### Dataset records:
· · · · ·

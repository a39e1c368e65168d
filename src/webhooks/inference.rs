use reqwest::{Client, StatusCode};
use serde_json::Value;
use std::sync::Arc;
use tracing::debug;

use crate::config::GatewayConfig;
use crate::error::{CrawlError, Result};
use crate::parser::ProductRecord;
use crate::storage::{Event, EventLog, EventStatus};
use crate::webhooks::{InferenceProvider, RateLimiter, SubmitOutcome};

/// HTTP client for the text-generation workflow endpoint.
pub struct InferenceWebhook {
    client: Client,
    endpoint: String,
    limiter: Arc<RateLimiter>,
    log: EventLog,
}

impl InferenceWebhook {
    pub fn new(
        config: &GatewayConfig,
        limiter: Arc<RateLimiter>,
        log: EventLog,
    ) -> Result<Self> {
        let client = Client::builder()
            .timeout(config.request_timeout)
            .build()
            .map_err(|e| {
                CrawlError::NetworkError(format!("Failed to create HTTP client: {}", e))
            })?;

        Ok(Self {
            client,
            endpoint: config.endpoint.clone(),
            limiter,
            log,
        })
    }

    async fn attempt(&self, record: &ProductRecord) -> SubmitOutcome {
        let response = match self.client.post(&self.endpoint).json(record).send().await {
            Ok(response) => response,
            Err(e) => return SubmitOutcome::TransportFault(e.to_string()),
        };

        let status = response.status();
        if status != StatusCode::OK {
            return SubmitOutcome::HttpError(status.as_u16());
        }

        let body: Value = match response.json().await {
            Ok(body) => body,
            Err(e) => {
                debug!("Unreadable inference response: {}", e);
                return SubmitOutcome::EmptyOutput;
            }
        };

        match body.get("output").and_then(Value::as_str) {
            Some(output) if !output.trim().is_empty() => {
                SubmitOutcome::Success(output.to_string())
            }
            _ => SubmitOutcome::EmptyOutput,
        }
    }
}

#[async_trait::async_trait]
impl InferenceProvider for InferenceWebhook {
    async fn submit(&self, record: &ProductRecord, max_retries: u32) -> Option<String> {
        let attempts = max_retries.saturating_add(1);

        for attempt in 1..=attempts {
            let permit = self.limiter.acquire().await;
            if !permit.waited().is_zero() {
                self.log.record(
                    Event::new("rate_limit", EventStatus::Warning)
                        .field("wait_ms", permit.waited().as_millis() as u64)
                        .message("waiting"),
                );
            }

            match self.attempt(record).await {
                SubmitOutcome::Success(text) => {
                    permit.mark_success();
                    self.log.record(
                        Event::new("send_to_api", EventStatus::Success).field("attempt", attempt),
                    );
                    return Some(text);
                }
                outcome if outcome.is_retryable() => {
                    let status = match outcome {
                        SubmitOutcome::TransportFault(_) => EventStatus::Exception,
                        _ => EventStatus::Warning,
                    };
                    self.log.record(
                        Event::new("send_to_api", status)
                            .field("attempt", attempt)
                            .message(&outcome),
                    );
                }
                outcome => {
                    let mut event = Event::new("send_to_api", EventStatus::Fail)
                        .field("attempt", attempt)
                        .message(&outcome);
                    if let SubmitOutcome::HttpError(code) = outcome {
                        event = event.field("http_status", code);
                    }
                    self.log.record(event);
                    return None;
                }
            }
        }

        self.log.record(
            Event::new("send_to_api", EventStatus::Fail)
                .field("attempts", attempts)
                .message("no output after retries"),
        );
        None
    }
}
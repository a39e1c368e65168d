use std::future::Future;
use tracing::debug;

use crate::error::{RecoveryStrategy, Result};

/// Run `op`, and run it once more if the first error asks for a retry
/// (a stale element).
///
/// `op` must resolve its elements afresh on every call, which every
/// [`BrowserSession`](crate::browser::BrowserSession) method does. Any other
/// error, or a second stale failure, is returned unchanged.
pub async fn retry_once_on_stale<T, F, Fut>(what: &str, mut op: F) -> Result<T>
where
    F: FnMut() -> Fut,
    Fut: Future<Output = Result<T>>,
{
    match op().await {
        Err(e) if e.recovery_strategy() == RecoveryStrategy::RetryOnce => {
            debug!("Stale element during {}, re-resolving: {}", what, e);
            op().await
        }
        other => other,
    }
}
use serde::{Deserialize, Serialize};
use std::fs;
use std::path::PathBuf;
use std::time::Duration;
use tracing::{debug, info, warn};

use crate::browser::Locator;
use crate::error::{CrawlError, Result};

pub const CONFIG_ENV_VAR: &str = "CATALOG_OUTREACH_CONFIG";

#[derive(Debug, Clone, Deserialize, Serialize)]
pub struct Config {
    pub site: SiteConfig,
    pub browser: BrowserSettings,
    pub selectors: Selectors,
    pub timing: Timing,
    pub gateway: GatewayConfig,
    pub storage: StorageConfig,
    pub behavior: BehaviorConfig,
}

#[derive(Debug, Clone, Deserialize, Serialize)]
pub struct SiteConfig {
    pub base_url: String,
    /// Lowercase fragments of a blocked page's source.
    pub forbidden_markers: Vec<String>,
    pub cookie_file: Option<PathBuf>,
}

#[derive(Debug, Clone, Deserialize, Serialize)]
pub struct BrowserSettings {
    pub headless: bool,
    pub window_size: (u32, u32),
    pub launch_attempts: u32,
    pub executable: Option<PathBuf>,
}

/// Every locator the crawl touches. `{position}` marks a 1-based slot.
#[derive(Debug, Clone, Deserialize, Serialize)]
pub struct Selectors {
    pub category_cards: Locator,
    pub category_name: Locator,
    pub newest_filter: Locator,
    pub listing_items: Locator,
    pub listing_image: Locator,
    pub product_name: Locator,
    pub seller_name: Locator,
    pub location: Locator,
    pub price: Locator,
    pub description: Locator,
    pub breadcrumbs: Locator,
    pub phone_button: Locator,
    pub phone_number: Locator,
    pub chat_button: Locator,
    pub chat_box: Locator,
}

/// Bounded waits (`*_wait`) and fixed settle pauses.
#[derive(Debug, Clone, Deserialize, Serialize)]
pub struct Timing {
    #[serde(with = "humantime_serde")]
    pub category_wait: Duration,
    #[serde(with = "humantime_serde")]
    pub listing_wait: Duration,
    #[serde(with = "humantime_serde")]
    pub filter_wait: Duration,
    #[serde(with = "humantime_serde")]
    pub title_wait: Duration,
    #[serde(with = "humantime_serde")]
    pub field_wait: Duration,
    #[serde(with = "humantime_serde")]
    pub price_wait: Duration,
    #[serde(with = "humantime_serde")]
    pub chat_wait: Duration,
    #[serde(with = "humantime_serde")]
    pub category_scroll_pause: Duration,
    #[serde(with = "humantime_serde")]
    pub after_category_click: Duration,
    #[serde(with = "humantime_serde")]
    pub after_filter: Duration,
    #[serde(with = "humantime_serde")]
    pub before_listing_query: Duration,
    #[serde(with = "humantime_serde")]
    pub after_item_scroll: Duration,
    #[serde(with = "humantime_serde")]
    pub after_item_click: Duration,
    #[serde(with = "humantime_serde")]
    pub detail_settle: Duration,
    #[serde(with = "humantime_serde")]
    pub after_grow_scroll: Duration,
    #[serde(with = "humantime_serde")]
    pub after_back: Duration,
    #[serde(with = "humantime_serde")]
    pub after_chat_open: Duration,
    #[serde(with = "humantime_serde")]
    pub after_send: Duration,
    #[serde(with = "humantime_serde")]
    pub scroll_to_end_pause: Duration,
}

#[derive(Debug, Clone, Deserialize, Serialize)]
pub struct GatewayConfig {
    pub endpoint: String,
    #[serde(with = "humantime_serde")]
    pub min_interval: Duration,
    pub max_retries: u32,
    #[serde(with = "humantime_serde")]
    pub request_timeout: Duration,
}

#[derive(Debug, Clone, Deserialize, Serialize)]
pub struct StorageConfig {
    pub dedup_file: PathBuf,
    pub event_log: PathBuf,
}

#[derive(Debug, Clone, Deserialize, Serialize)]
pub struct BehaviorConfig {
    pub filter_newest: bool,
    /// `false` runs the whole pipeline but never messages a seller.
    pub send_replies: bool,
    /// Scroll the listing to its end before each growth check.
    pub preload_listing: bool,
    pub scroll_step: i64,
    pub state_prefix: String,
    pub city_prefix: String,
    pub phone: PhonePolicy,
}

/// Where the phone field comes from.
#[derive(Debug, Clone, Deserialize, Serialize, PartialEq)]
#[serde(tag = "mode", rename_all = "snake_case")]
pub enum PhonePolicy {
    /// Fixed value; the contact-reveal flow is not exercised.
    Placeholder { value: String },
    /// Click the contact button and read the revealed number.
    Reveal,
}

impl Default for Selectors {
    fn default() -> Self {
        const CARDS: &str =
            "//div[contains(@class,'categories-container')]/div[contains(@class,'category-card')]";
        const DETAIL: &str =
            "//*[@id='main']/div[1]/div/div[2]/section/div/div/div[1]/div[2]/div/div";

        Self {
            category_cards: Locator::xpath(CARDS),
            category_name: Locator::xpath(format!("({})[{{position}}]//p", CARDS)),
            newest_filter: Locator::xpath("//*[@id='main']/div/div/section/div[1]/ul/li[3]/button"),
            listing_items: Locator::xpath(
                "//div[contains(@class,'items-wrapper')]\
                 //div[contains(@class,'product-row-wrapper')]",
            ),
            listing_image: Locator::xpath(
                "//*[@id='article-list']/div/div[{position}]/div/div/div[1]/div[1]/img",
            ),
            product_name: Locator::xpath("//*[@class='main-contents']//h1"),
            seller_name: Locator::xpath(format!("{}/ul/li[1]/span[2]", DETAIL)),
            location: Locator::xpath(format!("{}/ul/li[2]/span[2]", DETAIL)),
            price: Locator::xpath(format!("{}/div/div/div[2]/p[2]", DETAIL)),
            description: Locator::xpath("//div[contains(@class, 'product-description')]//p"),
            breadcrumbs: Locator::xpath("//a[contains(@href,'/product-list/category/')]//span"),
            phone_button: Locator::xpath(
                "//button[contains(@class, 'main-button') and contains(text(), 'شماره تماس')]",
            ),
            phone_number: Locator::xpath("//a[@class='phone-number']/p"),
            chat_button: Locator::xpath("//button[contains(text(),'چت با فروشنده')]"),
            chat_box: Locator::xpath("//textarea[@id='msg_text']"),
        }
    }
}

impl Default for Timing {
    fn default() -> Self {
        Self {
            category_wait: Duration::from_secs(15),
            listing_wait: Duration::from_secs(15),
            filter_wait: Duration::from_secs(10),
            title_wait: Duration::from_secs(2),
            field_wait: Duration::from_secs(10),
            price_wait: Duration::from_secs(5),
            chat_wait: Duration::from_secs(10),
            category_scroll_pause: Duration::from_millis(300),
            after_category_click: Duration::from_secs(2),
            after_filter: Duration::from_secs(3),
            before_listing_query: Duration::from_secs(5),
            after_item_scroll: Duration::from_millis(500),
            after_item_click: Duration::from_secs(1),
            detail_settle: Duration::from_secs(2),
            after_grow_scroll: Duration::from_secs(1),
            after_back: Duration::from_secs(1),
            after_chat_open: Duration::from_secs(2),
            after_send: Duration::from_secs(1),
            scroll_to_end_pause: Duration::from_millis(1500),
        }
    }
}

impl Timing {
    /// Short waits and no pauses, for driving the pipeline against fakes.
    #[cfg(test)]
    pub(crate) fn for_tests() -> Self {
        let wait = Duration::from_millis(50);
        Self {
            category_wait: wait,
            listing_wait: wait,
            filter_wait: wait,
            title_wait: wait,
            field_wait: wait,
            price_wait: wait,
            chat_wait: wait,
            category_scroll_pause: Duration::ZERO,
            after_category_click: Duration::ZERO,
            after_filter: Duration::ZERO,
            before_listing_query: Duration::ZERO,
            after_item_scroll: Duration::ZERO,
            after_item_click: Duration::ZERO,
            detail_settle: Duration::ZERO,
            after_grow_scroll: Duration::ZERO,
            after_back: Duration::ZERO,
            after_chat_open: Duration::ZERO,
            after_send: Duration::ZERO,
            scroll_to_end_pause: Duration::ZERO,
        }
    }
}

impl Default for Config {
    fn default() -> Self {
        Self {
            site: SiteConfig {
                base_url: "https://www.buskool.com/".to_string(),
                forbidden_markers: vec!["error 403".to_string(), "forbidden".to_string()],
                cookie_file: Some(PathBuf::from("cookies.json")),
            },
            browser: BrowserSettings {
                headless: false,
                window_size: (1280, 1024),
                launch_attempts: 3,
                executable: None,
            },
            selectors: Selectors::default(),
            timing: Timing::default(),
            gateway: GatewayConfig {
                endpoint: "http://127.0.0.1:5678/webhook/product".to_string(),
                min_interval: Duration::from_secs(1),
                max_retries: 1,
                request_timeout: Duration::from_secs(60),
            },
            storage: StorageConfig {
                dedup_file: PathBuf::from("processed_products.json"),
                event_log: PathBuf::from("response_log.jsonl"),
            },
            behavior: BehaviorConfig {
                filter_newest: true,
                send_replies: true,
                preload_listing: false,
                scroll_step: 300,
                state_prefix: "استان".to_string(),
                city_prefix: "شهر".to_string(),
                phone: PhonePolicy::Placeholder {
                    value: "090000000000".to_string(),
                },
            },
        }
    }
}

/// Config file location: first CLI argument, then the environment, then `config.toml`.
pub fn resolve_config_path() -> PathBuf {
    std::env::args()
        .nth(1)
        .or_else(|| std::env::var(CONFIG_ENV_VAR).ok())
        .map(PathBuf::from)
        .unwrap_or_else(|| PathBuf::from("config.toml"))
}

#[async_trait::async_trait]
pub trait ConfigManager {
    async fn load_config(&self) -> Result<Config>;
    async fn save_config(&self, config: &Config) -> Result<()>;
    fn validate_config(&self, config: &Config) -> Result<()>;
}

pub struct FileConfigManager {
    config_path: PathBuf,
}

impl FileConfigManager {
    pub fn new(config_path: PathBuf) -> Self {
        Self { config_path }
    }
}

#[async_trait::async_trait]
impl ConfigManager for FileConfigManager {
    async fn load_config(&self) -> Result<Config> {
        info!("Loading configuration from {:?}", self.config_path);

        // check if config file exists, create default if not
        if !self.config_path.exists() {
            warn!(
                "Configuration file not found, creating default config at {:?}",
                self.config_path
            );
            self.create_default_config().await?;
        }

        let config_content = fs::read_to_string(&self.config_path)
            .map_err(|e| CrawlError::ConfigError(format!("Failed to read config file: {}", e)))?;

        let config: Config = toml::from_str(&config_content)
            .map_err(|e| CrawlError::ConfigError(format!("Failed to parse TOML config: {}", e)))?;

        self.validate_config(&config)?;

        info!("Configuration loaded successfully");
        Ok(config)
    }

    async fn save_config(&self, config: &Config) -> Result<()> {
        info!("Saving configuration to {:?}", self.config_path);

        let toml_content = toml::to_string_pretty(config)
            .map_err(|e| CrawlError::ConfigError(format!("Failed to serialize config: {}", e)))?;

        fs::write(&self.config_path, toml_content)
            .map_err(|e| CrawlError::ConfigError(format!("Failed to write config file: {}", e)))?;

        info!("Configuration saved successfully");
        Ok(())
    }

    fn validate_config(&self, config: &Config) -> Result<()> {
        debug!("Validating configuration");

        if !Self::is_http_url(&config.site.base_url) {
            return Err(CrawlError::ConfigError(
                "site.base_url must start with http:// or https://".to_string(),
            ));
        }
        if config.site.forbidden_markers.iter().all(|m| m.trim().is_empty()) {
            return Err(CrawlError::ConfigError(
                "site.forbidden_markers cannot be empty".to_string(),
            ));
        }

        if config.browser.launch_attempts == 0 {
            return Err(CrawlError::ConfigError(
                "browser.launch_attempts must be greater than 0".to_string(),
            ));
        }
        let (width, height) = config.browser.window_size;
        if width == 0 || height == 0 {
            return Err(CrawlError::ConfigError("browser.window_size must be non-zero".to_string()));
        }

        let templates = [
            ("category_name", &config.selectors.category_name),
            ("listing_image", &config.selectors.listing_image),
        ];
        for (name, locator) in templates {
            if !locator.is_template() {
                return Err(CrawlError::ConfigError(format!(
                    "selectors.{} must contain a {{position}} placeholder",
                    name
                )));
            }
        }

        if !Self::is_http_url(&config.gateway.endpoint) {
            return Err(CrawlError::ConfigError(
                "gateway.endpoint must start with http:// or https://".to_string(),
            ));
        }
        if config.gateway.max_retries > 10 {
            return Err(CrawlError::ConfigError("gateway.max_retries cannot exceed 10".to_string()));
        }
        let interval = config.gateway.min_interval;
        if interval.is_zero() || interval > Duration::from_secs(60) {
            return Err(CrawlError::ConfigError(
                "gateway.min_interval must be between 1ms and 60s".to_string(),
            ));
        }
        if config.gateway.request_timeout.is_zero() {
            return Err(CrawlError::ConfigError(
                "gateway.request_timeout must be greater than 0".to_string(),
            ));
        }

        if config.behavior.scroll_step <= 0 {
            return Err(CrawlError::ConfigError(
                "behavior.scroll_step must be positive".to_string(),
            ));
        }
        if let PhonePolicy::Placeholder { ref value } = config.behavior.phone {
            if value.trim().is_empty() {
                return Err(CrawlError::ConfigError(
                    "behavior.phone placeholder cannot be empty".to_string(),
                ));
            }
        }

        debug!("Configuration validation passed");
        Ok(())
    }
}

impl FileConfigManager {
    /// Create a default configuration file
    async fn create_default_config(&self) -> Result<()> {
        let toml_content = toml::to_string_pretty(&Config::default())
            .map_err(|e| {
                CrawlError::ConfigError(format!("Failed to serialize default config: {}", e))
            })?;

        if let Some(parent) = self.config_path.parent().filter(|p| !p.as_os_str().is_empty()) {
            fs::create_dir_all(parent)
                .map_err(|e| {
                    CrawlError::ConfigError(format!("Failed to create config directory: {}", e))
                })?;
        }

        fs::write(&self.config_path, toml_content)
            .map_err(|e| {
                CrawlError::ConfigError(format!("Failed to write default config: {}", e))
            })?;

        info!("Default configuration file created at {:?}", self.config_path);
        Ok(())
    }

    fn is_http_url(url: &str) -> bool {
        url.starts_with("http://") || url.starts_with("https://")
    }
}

· · · · ·

### Exercise goal:
Reproduce the entries exactly, but only from their first line to the line holding "async fn attempt(&self, record: &ProductRecord)", with that last line kept.

### Answer box:
repository a39e1c368e65168d
filename src/webhooks/inference.rs
use reqwest::{Client, StatusCode};
use serde_json::Value;
use std::sync::Arc;
use tracing::debug;

use crate::config::GatewayConfig;
use crate::error::{CrawlError, Result};
use crate::parser::ProductRecord;
use crate::storage::{Event, EventLog, EventStatus};
use crate::webhooks::{InferenceProvider, RateLimiter, SubmitOutcome};

/// HTTP client for the text-generation workflow endpoint.
pub struct InferenceWebhook {
    client: Client,
    endpoint: String,
    limiter: Arc<RateLimiter>,
    log: EventLog,
}

impl InferenceWebhook {
    pub fn new(
        config: &GatewayConfig,
        limiter: Arc<RateLimiter>,
        log: EventLog,
    ) -> Result<Self> {
        let client = Client::builder()
            .timeout(config.request_timeout)
            .build()
            .map_err(|e| {
                CrawlError::NetworkError(format!("Failed to create HTTP client: {}", e))
            })?;

        Ok(Self {
            client,
            endpoint: config.endpoint.clone(),
            limiter,
            log,
        })
    }

    async fn attempt(&self, record: &ProductRecord) -> SubmitOutcome {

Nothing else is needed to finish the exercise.